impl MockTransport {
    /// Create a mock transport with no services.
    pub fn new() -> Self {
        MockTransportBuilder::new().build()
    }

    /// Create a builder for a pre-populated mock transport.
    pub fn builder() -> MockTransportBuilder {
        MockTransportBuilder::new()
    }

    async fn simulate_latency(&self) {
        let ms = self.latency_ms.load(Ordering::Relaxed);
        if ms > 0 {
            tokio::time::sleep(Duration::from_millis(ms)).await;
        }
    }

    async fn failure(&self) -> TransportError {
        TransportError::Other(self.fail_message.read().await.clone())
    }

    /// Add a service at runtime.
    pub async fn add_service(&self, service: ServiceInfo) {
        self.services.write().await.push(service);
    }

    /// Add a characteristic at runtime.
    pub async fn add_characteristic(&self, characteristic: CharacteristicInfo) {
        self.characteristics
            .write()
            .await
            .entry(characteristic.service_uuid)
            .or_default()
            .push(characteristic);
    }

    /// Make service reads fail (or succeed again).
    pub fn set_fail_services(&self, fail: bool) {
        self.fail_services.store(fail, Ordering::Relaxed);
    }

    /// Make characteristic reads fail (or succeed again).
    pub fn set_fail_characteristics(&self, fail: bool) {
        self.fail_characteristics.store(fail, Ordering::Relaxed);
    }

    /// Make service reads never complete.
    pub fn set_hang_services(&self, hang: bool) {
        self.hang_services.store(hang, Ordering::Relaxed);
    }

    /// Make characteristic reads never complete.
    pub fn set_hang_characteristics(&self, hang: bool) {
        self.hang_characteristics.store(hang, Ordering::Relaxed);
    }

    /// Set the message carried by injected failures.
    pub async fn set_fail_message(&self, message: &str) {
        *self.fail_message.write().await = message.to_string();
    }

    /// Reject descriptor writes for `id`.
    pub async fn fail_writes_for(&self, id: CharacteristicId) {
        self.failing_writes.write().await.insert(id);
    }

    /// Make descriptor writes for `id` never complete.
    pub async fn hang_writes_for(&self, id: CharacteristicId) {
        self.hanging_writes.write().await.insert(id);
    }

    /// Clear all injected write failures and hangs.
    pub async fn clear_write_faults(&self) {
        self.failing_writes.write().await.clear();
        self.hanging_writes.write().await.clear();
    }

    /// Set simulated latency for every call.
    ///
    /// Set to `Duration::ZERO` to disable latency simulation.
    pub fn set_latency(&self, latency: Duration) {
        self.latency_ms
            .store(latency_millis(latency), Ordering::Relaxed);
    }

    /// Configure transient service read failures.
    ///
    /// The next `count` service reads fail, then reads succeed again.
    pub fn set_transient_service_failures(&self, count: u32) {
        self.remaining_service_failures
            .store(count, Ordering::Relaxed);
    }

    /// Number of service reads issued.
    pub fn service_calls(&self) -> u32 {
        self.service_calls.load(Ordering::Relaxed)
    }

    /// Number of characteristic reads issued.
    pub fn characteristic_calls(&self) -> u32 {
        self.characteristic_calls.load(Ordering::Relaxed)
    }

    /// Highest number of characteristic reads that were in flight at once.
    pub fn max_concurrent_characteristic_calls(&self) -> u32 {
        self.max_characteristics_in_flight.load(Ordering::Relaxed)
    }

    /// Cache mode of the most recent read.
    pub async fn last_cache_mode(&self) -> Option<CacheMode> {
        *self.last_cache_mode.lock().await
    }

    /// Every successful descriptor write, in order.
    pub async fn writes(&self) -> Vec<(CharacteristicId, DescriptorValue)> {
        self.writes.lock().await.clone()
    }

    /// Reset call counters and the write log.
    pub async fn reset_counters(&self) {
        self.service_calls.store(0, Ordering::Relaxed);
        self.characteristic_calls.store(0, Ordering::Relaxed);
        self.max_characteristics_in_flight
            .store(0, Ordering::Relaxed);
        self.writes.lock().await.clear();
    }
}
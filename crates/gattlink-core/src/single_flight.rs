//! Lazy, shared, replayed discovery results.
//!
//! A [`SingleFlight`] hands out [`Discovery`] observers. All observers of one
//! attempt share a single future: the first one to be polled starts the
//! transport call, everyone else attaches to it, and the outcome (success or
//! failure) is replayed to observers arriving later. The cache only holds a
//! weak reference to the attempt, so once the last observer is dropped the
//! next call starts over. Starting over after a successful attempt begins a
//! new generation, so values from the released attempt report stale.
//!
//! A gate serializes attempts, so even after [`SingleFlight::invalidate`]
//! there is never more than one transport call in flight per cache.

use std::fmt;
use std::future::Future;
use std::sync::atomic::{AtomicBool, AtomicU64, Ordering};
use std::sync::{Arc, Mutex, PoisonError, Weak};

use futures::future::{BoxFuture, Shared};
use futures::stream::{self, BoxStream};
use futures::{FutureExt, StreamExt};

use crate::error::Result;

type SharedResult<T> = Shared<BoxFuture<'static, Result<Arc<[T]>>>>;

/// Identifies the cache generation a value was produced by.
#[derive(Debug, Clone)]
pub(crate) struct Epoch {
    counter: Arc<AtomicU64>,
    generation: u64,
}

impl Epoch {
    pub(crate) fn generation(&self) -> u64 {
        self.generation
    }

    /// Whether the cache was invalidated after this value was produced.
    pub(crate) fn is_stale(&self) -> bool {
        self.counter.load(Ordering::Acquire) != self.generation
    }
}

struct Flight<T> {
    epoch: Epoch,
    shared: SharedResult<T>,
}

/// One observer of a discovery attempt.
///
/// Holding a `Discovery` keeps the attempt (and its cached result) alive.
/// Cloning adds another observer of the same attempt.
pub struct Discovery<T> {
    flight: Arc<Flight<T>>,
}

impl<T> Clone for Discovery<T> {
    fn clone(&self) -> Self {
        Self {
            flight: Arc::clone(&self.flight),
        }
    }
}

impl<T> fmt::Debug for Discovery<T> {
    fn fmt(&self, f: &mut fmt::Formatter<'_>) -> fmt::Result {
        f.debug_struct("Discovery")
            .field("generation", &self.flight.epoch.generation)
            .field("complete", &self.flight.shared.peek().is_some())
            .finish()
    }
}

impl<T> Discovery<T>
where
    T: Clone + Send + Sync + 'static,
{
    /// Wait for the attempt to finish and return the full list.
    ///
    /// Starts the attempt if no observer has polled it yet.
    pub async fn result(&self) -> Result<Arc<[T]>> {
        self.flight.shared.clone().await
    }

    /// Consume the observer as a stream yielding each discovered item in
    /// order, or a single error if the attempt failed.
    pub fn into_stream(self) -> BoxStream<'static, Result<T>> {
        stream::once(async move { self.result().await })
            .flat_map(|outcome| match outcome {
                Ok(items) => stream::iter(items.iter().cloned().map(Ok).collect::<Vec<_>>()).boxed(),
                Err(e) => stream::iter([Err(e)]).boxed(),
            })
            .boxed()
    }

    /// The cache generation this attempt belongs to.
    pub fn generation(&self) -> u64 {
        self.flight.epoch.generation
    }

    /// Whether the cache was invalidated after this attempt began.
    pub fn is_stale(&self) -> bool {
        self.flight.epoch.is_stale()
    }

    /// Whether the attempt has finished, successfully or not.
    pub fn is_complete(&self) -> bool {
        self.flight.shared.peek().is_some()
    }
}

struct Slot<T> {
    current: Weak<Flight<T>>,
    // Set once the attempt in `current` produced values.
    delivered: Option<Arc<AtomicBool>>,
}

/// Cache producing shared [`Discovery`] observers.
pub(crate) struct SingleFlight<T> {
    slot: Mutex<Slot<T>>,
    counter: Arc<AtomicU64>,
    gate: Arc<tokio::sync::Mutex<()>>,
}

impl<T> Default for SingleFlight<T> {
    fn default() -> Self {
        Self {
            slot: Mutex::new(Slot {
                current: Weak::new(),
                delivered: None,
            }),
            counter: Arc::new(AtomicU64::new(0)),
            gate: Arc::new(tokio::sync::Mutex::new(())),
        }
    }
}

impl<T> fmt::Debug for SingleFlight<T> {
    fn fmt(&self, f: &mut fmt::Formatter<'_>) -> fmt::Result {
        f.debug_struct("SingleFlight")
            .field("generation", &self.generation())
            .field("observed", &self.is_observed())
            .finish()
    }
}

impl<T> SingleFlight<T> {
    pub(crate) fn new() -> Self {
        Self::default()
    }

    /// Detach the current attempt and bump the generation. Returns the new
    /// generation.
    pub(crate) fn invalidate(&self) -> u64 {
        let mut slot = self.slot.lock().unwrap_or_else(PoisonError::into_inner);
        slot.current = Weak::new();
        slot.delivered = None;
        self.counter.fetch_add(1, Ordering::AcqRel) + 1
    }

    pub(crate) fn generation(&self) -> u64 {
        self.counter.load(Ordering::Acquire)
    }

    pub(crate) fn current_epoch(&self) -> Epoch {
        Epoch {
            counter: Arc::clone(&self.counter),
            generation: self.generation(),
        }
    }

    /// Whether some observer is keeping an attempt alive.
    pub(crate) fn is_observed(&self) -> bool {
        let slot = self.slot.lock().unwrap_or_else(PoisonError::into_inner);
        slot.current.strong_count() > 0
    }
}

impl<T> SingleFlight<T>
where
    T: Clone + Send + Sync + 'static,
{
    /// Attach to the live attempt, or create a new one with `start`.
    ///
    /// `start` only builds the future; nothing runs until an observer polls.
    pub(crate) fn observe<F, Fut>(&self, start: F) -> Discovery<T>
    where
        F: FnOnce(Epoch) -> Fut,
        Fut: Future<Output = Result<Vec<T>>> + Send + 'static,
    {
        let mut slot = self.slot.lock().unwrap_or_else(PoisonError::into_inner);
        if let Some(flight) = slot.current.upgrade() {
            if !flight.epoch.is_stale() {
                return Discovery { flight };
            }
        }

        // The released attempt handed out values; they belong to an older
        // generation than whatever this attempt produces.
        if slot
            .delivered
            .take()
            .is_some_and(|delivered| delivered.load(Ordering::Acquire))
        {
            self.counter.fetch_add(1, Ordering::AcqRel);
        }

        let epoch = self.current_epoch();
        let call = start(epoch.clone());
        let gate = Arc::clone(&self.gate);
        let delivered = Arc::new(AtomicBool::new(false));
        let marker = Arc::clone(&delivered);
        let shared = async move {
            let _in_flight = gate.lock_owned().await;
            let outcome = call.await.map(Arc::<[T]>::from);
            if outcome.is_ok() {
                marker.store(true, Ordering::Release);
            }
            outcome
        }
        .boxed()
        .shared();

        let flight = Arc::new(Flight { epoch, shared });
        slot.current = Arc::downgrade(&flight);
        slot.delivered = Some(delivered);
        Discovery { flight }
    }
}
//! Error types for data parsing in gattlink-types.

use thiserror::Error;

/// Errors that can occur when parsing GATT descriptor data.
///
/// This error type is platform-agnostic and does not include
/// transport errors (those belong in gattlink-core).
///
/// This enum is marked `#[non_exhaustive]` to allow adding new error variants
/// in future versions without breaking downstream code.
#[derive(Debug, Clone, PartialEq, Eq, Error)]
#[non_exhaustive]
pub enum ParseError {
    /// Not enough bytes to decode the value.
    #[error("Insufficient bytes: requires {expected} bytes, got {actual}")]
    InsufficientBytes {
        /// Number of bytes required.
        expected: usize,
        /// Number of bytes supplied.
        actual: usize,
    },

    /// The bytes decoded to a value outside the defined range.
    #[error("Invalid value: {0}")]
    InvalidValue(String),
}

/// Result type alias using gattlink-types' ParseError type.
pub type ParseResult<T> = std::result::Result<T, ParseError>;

•••••

▶ [What is required]: Read the data above and pull out each line that holds the string "Whether".

▶ [Output]:
    /// Whether the cache was invalidated after this value was produced.
    /// Whether the cache was invalidated after this attempt began.
    /// Whether the attempt has finished, successfully or not.
    /// Whether some observer is keeping an attempt alive.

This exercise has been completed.